| Provided records |
■ ■ ■ ■ ■ ■ ■
// Copyright 2026 Layne Penney
// SPDX-License-Identifier: AGPL-3.0-or-later

//! Span helpers for routing instrumentation.

use std::time::Instant;
use tracing::{info_span, Span};

use super::correlation::CorrelationId;
use super::metrics::{RoutingOutcome, GLOBAL_METRICS};

/// Guard for one routing decision.
///
/// Opens a `route` span carrying the session and correlation ids. Finishing
/// it records the delegate, the outcome and the elapsed time to metrics.
pub struct RoutingSpan {
    start: Instant,
    span: Span,
}

impl RoutingSpan {
    /// Start a routing span for a session.
    pub fn start(session_id: &str) -> Self {
        let span = info_span!(
            "route",
            session_id = %session_id,
            correlation_id = tracing::field::Empty,
            delegate = tracing::field::Empty,
            outcome = tracing::field::Empty,
            duration_ms = tracing::field::Empty,
        );

        Self {
            start: Instant::now(),
            span,
        }
    }

    /// Get the underlying tracing span.
    pub fn span(&self) -> &Span {
        &self.span
    }

    /// Attach the correlation id once it is generated.
    pub fn record_correlation_id(&self, id: &CorrelationId) {
        self.span.record("correlation_id", id.to_string().as_str());
    }

    /// Record the chosen delegate.
    pub fn record_delegate(&self, agent_id: &str) {
        self.span.record("delegate", agent_id);
    }

    /// Finish the span with the routing outcome.
    pub fn finish(self, outcome: RoutingOutcome) {
        let duration = self.start.elapsed();

        self.span.record("outcome", outcome.to_string().as_str());
        self.span
            .record("duration_ms", duration.as_secs_f64() * 1000.0);

        GLOBAL_METRICS.record_routing(outcome);
        GLOBAL_METRICS.record_operation("orchestrator.route", duration);

        tracing::debug!(parent: &self.span, %outcome, "Routing finished");
    }
}

/// RAII timer for any named operation.
///
/// Records the duration to global metrics when dropped.
pub struct TimedOperation {
    name: &'static str,
    start: Instant,
}

impl TimedOperation {
    /// Start timing.
    pub fn start(name: &'static str) -> Self {
        Self {
            name,
            start: Instant::now(),
        }
    }
}

impl Drop for TimedOperation {
    fn drop(&mut self) {
        GLOBAL_METRICS.record_operation(self.name, self.start.elapsed());
    }
}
■ ■ ■ ■ ■ ■ ■
| To do |
Retype the records above from the very first line down to the line with "duration.as_secs_f64() * 1000.0);", keeping both of those lines. Include nothing beyond them.

| Written solution |
// Copyright 2026 Layne Penney
// SPDX-License-Identifier: AGPL-3.0-or-later

//! Span helpers for routing instrumentation.

use std::time::Instant;
use tracing::{info_span, Span};

use super::correlation::CorrelationId;
use super::metrics::{RoutingOutcome, GLOBAL_METRICS};

/// Guard for one routing decision.
///
/// Opens a `route` span carrying the session and correlation ids. Finishing
/// it records the delegate, the outcome and the elapsed time to metrics.
pub struct RoutingSpan {
    start: Instant,
    span: Span,
}

impl RoutingSpan {
    /// Start a routing span for a session.
    pub fn start(session_id: &str) -> Self {
        let span = info_span!(
            "route",
            session_id = %session_id,
            correlation_id = tracing::field::Empty,
            delegate = tracing::field::Empty,
            outcome = tracing::field::Empty,
            duration_ms = tracing::field::Empty,
        );

        Self {
            start: Instant::now(),
            span,
        }
    }

    /// Get the underlying tracing span.
    pub fn span(&self) -> &Span {
        &self.span
    }

    /// Attach the correlation id once it is generated.
    pub fn record_correlation_id(&self, id: &CorrelationId) {
        self.span.record("correlation_id", id.to_string().as_str());
    }

    /// Record the chosen delegate.
    pub fn record_delegate(&self, agent_id: &str) {
        self.span.record("delegate", agent_id);
    }

    /// Finish the span with the routing outcome.
    pub fn finish(self, outcome: RoutingOutcome) {
        let duration = self.start.elapsed();

        self.span.record("outcome", outcome.to_string().as_str());
        self.span
            .record("duration_ms", duration.as_secs_f64() * 1000.0);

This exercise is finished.